Within six years that increased to 11 to 13 percent. In
the last 10 years, she said, at least 33 percent of her
325 cases a year have been women.
"It
is very underreported," she said of the incidences
of abuse by females. "When it is reported it's often
dismissed or laughed at as not being serious. Motherhood
and apple pie, you know - we don't do that sort of thing."
Much
of the opposition has been from women's groups.
"I
have been strongly attacked and criticized because I've
spoken out about female offenders," she said.
The
Journal of Paedophilia devoted an entire issue to the
subject of women in 1992. In the introductory article,
which is posted on "Butterfly Kisses," Marjan
Sax and Sjuul Deckwitz write that while little is known
about it, "As we dug more deeply into our subject
we discovered that erotic and sexual contacts between
women and children under the age of consent do indeed
occur. In speaking with female friends, once the shock
of embarking on a discussion of the concept of paedophilia
wore off, countless stories came out."
Studies
in the 1980s by researchers David Finkelhor and Diana
Russell estimated that in the United States about 14 percent
of abuse cases involving boys were perpetrated by females.
About 6 percent of the cases were of women who abuse girls.
While
these studies give some clues, the true number of women
who have sexual contact with children is probably severely
underestimated, according to German psychologist Marina
Knopf.
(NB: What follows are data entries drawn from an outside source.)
//! Display-side push client
//!
//! Keeps one logical connection to the relay's push channel alive forever:
//! connects, asks for the current state, pings every 30s, and on any close or
//! error waits out the backoff and tries again. State changes and status are
//! exposed as `watch` channels for the rendering layer.

pub mod machine;

pub use machine::{ClientMachine, ConnectionStatus, BACKOFF_SCHEDULE};

use futures::{SinkExt, StreamExt};
use std::time::Duration;
use tokio::sync::watch;
use tokio::task::JoinHandle;
use tokio_tungstenite::tungstenite::Message;
use tokio_util::sync::CancellationToken;
use tracing::{debug, info, warn};

use crate::protocol::{ClientMessage, ServerMessage};
use crate::state::PlaybackState;

pub const KEEPALIVE_INTERVAL: Duration = Duration::from_secs(30);

#[derive(Debug, Clone)]
pub struct ClientOptions {
    pub keepalive: Duration,
    pub backoff: Vec<Duration>,
}

impl Default for ClientOptions {
    fn default() -> Self {
        Self {
            keepalive: KEEPALIVE_INTERVAL,
            backoff: BACKOFF_SCHEDULE.to_vec(),
        }
    }
}

/// Status as seen by the rendering layer
#[derive(Debug, Clone, Copy, PartialEq, Eq)]
pub struct ClientStatus {
    pub status: ConnectionStatus,
    /// Failed or closed connections since the last successful connect
    pub reconnect_attempts: u32,
}

pub struct ClientHandle {
    pub status: watch::Receiver<ClientStatus>,
    pub state: watch::Receiver<Option<PlaybackState>>,
    task: JoinHandle<()>,
}

impl ClientHandle {
    /// Wait for the driver to finish after its shutdown token was cancelled
    pub async fn join(self) {
        if let Err(e) = self.task.await {
            warn!("Push client task failed: {}", e);
        }
    }
}

enum SessionEnd {
    Closed,
    Failed,
    Shutdown,
}

struct Driver {
    url: String,
    keepalive: Duration,
    machine: ClientMachine,
    status_tx: watch::Sender<ClientStatus>,
    state_tx: watch::Sender<Option<PlaybackState>>,
    shutdown: CancellationToken,
}

/// Spawn the reconnecting client; it runs until `shutdown` is cancelled
pub fn spawn(url: impl Into<String>, options: ClientOptions, shutdown: CancellationToken) -> ClientHandle {
    let machine = ClientMachine::new(options.backoff);
    let (status_tx, status) = watch::channel(ClientStatus {
        status: machine.status(),
        reconnect_attempts: 0,
    });
    let (state_tx, state) = watch::channel(None);

    let driver = Driver {
        url: url.into(),
        keepalive: options.keepalive,
        machine,
        status_tx,
        state_tx,
        shutdown,
    };

    ClientHandle {
        status,
        state,
        task: tokio::spawn(driver.run()),
    }
}

impl Driver {
    fn report(&self) {
        self.status_tx.send_replace(ClientStatus {
            status: self.machine.status(),
            reconnect_attempts: self.machine.attempts(),
        });
    }

    async fn run(mut self) {
        loop {
            self.machine.begin_connect();
            self.report();
            debug!("Connecting to {}", self.url);

            let connected = tokio::select! {
                _ = self.shutdown.cancelled() => break,
                result = tokio_tungstenite::connect_async(self.url.as_str()) => result,
            };

            match connected {
                Ok((socket, _)) => {
                    info!("Connected to {}", self.url);
                    match self.session(socket).await {
                        SessionEnd::Shutdown => break,
                        SessionEnd::Failed => {
                            self.machine.on_error();
                            self.report();
                        }
                        SessionEnd::Closed => {}
                    }
                }
                Err(e) => {
                    warn!("Connection to {} failed: {}", self.url, e);
                    self.machine.on_error();
                    self.report();
                }
            }

            let delay = self.machine.on_closed();
            self.report();
            info!(attempt = self.machine.attempts(), "Disconnected, reconnecting in {:?}", delay);

            tokio::select! {
                _ = self.shutdown.cancelled() => break,
                _ = tokio::time::sleep(delay) => {}
            }
        }

        self.machine.on_closed();
        self.report();
        debug!("Push client stopped");
    }

    async fn session<S>(&mut self, socket: S) -> SessionEnd
    where
        S: futures::Stream<Item = Result<Message, tokio_tungstenite::tungstenite::Error>>
            + futures::Sink<Message, Error = tokio_tungstenite::tungstenite::Error>
            + Unpin,
    {
        let (mut sink, mut stream) = socket.split();

        let hello = self.machine.on_connected();
        self.report();
        if let Err(e) = sink.send(Message::Text(hello.to_json())).await {
            warn!("Failed to request current state: {}", e);
            return SessionEnd::Failed;
        }

        let start = tokio::time::Instant::now() + self.keepalive;
        let mut keepalive = tokio::time::interval_at(start, self.keepalive);

        loop {
            tokio::select! {
                _ = self.shutdown.cancelled() => {
                    if let Err(e) = sink.send(Message::Close(None)).await {
                        debug!("Close frame not sent: {}", e);
                    }
                    return SessionEnd::Shutdown;
                }
                _ = keepalive.tick() => {
                    if let Err(e) = sink.send(Message::Text(ClientMessage::Ping.to_json())).await {
                        warn!("Keep-alive failed: {}", e);
                        return SessionEnd::Failed;
                    }
                }
                incoming = stream.next() => match incoming {
                    Some(Ok(Message::Text(text))) => self.on_text(&text),
                    Some(Ok(Message::Close(_))) | None => return SessionEnd::Closed,
                    Some(Ok(_)) => {}
                    Some(Err(e)) => {
                        warn!("Push channel error: {}", e);
                        return SessionEnd::Failed;
                    }
                },
            }
        }
    }

    fn on_text(&mut self, text: &str) {
        let message = match serde_json::from_str::<ServerMessage>(text) {
            Ok(message) => message,
            Err(e) => {
                warn!("Failed to parse push message: {}", e);
                return;
            }
        };
        if self.machine.on_message(message) {
            self.state_tx.send_replace(self.machine.current().cloned());
        }
    }
}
In an article on "Butterfly Kisses" titled
"Sexual Contacts Between Women and Children: Reflections
on an Unrealizable Research Project," Knopf said
that this could be because contacts by women are more
of a taboo than those by men.
She
writes that it "is less spoken of, more hidden, and
the women do not have any groups they attend or have formed
themselves as do men. ... The strength of this taboo might
help explain the enormous difficulty we had in finding
women to interview."
Well-known
pedophile advocate Pat Califia, who has spoken at mainstream
institutions such as Penn State University, writes in
an article posted on the "Butterfly Kisses"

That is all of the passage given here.